Work to be completed:
In the records below, find each line that holds "bool" and return it.

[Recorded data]
▼▼▼
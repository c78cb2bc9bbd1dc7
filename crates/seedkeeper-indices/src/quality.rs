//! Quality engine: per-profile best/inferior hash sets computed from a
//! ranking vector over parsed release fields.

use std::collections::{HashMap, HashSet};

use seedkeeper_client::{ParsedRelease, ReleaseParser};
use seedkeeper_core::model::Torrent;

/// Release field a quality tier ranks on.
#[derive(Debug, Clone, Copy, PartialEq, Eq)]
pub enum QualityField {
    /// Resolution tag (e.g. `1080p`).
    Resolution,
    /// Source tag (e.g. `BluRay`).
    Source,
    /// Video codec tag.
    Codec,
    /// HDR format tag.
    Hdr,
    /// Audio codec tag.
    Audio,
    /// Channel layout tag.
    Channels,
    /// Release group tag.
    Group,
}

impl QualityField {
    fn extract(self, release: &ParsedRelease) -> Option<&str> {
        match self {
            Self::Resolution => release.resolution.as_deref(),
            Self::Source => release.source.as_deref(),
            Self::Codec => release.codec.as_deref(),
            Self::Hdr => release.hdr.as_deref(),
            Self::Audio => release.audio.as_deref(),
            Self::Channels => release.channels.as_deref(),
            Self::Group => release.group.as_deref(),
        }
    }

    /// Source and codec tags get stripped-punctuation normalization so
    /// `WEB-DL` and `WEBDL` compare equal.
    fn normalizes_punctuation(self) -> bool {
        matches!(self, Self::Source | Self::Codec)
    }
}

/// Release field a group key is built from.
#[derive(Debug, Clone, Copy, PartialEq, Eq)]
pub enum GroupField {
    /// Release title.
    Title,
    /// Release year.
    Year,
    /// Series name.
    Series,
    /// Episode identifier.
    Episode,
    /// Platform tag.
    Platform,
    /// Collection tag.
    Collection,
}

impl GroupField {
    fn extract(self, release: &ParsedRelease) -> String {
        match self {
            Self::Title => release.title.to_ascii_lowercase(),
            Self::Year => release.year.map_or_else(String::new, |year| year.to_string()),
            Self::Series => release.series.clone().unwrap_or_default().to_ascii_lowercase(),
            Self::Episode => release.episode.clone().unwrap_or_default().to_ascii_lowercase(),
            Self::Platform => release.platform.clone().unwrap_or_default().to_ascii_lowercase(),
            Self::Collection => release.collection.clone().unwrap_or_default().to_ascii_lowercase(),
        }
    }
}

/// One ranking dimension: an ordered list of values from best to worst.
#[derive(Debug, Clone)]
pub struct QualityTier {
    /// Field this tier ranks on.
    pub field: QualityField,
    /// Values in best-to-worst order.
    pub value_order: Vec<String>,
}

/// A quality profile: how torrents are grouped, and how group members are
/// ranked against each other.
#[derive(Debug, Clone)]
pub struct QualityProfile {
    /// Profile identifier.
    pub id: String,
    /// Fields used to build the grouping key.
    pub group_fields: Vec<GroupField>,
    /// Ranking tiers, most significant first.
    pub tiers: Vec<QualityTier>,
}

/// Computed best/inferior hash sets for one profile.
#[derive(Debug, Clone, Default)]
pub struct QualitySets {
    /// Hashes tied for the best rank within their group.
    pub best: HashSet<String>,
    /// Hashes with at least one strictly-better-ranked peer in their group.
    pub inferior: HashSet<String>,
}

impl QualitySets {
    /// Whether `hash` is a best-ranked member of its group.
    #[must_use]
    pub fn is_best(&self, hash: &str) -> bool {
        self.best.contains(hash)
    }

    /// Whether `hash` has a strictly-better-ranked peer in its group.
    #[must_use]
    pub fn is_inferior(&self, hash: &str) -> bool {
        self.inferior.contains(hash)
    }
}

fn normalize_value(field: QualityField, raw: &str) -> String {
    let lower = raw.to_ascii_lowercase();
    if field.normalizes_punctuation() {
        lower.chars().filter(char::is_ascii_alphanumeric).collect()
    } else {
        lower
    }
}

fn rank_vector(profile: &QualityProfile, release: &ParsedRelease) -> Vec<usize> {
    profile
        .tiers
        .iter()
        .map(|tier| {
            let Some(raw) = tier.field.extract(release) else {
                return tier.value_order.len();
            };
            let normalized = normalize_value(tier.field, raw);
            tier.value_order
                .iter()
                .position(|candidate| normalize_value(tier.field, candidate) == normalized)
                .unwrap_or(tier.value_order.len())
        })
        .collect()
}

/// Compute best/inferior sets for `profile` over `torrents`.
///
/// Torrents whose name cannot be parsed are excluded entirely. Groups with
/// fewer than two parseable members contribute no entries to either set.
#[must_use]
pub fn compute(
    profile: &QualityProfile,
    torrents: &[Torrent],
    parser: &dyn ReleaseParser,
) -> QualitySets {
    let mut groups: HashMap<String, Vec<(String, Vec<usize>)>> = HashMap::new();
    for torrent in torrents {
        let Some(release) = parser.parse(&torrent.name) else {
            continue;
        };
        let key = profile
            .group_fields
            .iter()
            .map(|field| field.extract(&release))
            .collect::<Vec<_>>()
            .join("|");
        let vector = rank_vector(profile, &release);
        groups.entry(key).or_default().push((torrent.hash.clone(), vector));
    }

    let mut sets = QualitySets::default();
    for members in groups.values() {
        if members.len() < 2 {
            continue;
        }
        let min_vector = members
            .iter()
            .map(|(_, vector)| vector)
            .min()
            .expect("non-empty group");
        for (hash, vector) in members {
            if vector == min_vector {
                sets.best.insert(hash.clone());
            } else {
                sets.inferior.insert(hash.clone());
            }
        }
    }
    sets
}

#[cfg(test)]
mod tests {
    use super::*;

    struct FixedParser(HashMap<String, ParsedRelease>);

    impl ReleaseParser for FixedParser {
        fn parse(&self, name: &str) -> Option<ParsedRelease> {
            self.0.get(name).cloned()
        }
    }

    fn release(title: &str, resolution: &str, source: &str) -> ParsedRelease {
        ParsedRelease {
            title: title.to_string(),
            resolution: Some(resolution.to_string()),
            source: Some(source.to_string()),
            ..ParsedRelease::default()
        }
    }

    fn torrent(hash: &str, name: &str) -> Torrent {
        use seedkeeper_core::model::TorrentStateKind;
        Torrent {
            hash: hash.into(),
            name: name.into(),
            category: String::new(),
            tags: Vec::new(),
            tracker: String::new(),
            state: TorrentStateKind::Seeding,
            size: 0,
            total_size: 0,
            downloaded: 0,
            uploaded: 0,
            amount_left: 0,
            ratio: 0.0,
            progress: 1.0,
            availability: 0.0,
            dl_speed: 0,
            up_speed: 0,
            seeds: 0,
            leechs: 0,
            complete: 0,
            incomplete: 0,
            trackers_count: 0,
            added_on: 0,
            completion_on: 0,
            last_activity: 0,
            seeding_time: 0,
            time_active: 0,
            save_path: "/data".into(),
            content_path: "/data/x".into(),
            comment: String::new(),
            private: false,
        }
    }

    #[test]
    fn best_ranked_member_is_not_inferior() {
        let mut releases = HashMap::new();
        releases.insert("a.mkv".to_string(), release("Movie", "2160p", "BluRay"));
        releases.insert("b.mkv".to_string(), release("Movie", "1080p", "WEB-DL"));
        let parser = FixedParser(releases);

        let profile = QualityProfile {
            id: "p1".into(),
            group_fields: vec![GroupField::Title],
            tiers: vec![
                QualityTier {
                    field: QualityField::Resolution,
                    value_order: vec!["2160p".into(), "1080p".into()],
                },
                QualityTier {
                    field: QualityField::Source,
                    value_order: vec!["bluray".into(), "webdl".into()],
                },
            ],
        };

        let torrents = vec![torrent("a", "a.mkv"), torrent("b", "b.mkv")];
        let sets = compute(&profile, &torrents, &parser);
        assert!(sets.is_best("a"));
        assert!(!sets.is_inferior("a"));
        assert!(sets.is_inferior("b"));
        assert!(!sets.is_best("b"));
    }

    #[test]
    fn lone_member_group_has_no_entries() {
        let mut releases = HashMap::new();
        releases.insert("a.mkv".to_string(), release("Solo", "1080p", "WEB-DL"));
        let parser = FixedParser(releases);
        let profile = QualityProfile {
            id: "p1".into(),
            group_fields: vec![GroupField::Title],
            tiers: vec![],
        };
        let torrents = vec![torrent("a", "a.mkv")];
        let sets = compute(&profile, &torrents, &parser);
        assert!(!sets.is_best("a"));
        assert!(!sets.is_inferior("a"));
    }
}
▲▲▲
▼▼▼
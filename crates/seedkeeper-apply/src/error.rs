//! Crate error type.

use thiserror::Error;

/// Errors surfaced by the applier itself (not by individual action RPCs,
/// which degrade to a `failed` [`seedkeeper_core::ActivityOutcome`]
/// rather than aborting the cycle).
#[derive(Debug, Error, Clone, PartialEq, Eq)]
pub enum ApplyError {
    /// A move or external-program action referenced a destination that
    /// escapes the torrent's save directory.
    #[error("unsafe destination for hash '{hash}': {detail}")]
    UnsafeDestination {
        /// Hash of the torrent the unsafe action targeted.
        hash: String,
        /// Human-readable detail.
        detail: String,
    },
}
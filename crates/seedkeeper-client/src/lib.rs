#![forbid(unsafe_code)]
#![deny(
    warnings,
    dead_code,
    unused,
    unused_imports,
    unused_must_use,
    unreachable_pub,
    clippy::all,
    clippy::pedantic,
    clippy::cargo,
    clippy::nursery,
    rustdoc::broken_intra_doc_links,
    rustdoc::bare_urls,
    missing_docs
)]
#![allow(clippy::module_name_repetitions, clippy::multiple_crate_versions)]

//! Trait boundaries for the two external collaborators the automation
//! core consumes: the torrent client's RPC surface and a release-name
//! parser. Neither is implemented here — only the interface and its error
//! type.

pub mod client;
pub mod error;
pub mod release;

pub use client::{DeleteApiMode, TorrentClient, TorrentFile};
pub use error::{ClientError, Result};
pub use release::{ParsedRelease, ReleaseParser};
▲▲▲
Exercise result:
    fn normalizes_punctuation(self) -> bool {
    pub fn is_best(&self, hash: &str) -> bool {
    pub fn is_inferior(&self, hash: &str) -> bool {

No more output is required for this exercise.